*** Input for this task ***

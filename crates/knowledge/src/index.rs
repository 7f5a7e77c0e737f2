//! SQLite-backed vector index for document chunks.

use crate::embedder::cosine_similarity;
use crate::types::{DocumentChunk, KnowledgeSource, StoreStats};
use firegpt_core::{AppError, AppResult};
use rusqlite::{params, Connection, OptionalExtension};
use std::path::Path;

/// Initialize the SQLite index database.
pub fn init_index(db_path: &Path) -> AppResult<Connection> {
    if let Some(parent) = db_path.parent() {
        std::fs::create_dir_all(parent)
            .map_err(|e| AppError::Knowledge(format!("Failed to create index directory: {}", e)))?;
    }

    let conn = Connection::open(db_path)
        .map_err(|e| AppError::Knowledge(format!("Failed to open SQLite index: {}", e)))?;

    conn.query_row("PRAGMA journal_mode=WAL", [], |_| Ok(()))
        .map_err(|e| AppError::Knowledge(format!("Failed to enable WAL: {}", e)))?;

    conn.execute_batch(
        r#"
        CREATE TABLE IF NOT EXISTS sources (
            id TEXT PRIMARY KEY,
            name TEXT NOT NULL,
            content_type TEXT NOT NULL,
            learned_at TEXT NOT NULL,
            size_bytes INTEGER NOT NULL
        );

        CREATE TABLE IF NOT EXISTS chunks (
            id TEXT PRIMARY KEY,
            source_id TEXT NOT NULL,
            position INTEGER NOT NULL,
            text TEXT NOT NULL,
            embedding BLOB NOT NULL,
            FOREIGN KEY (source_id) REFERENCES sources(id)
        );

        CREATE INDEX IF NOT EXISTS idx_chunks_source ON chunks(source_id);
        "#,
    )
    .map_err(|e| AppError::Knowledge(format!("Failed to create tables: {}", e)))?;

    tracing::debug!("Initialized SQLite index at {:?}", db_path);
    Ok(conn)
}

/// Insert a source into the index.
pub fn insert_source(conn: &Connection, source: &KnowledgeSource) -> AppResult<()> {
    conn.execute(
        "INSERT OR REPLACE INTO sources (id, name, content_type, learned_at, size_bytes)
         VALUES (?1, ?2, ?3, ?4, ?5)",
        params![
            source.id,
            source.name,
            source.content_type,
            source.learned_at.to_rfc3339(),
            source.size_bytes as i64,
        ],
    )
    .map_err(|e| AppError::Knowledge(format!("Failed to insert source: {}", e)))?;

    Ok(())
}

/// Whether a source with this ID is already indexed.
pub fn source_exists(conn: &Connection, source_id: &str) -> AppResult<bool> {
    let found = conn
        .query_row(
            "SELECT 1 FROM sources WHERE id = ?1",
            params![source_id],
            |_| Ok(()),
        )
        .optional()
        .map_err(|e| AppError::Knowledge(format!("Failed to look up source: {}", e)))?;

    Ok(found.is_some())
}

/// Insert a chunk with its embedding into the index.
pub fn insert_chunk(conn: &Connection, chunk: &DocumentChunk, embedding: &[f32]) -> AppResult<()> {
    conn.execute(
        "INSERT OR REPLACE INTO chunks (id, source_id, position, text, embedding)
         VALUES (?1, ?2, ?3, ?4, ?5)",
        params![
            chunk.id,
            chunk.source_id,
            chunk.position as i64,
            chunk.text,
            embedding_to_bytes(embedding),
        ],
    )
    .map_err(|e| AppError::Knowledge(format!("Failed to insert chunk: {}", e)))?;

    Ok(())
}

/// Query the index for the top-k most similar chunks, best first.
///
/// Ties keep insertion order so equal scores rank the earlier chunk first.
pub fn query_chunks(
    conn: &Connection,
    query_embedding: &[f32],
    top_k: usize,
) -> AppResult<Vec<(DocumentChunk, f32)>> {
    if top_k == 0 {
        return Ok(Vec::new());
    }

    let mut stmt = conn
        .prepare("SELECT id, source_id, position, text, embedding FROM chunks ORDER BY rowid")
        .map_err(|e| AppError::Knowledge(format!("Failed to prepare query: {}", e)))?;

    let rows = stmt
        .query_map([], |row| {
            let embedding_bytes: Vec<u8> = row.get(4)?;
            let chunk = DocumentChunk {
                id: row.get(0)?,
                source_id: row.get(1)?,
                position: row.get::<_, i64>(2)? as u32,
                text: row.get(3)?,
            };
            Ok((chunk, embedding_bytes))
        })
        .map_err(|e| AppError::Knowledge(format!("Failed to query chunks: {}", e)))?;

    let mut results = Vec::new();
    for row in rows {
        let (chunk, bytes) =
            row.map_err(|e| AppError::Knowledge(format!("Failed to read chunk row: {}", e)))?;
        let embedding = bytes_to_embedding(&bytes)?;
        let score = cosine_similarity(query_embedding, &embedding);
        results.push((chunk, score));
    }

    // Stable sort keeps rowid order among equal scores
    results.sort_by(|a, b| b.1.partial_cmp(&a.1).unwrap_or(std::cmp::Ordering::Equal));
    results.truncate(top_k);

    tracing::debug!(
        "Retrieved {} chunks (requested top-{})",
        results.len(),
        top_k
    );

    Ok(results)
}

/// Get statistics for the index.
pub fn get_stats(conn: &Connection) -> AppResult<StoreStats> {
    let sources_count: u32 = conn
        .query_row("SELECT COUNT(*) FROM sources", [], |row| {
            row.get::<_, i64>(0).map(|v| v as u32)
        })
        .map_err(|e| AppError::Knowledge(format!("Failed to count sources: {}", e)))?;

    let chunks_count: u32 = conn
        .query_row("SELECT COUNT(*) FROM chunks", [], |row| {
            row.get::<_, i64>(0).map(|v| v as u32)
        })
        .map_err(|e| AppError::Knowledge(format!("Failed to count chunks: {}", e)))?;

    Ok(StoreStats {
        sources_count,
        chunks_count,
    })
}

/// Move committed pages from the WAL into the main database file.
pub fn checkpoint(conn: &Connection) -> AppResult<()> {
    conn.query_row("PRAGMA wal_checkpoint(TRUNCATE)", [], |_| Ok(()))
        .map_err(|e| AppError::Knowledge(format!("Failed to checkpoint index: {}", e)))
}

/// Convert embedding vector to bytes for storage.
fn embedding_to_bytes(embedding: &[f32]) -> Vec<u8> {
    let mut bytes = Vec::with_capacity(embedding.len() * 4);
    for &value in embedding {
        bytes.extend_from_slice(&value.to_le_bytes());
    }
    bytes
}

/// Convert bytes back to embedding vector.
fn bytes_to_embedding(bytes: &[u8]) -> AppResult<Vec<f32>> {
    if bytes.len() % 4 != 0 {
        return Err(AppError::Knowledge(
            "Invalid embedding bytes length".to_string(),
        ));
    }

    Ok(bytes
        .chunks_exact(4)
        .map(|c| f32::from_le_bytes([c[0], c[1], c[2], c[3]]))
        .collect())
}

*** End of Input for this task ***
*** Input for this task ***

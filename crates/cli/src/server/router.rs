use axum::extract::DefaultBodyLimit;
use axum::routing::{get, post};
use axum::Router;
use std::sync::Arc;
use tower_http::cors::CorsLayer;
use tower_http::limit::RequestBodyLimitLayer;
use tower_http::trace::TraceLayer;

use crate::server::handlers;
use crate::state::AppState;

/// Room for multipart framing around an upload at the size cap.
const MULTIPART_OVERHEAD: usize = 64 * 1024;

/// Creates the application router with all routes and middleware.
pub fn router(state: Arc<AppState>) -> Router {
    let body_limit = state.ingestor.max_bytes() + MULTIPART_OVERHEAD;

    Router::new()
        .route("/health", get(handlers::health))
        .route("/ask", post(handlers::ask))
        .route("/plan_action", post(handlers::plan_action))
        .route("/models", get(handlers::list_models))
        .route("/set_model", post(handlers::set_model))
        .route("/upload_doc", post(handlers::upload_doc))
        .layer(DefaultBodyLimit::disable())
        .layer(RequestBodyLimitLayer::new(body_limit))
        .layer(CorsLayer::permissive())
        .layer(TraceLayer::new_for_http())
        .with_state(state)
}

*** End of Input for this task ***
*** Input for this task ***

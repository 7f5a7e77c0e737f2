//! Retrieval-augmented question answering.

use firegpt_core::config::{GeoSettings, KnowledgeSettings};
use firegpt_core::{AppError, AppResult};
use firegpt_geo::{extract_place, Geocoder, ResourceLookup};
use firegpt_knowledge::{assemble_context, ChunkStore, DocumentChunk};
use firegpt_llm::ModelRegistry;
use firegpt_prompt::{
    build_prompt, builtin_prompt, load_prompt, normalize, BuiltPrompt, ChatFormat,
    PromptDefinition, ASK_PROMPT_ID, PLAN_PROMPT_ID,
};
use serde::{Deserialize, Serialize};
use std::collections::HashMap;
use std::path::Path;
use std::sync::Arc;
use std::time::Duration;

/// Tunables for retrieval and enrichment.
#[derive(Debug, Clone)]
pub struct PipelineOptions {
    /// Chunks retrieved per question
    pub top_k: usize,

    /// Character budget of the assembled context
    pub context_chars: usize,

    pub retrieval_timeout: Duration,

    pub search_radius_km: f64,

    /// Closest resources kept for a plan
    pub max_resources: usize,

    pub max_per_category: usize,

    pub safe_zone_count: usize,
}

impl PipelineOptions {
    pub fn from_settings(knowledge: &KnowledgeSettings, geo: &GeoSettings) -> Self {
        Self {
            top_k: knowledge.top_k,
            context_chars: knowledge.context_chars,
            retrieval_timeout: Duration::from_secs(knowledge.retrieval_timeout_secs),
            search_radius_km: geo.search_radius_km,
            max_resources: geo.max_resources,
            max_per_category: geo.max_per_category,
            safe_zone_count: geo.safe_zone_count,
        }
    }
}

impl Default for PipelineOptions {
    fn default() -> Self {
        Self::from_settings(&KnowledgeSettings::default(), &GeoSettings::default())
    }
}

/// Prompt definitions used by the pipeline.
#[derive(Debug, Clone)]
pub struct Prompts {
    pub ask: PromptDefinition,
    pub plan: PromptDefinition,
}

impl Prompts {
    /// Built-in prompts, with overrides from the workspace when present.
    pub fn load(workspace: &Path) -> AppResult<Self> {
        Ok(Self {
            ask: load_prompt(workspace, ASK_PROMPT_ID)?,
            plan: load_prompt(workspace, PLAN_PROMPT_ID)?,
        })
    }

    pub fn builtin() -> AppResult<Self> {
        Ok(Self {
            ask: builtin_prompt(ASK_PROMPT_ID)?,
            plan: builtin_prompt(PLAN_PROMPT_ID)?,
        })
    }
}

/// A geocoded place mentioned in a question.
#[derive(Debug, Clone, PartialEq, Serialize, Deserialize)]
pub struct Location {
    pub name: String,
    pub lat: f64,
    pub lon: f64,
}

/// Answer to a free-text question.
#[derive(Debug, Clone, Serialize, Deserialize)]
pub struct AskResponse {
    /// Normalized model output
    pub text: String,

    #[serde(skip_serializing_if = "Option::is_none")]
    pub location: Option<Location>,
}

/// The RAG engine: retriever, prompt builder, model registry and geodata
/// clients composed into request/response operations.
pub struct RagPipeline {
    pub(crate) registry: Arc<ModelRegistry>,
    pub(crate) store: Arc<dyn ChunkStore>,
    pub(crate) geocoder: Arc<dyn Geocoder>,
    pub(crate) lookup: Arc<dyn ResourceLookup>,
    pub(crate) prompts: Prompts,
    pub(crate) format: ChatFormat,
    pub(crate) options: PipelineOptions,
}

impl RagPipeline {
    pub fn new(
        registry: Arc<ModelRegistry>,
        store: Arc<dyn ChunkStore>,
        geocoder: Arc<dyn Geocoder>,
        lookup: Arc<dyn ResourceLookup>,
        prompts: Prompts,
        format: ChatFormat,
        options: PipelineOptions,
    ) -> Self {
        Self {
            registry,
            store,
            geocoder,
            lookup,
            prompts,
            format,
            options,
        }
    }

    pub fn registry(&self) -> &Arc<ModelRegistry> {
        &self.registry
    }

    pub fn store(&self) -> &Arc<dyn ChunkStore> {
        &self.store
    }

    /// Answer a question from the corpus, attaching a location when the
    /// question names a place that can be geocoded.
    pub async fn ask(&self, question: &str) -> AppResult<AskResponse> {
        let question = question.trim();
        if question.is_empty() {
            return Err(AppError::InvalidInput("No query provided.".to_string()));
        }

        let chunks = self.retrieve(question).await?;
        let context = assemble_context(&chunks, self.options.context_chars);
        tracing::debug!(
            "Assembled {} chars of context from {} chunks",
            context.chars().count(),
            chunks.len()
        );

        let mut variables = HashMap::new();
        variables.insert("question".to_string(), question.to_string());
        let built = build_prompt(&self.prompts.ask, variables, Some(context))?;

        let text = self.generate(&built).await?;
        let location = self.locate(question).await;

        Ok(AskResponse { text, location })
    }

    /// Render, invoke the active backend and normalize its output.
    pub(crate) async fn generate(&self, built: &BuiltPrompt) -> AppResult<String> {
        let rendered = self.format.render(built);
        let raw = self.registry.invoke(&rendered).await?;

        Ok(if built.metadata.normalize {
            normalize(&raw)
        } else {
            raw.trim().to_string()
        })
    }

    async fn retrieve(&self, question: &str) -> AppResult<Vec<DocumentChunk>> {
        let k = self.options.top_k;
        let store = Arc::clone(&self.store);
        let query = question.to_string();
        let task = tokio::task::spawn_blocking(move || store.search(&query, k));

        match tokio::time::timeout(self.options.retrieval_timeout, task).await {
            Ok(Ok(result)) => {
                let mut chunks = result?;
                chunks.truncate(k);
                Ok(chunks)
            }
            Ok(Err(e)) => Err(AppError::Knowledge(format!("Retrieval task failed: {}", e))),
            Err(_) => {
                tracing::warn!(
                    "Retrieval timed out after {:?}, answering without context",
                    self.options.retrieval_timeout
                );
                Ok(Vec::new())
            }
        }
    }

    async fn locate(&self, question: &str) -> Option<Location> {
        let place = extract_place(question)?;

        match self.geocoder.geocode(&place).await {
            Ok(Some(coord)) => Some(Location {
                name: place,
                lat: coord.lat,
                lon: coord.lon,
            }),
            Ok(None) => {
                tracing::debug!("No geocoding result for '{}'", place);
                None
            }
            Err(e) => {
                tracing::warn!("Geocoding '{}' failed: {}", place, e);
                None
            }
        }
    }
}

*** End of Input for this task ***

* What you will do: Among the entries above, copy exactly only the lines starting with the one containing "use crate::state::AppState;" and going through the one containing "pub fn router(state: Arc<AppState>)", both ends included.

* The answer:
use crate::state::AppState;

/// Room for multipart framing around an upload at the size cap.
const MULTIPART_OVERHEAD: usize = 64 * 1024;

/// Creates the application router with all routes and middleware.
pub fn router(state: Arc<AppState>) -> Router {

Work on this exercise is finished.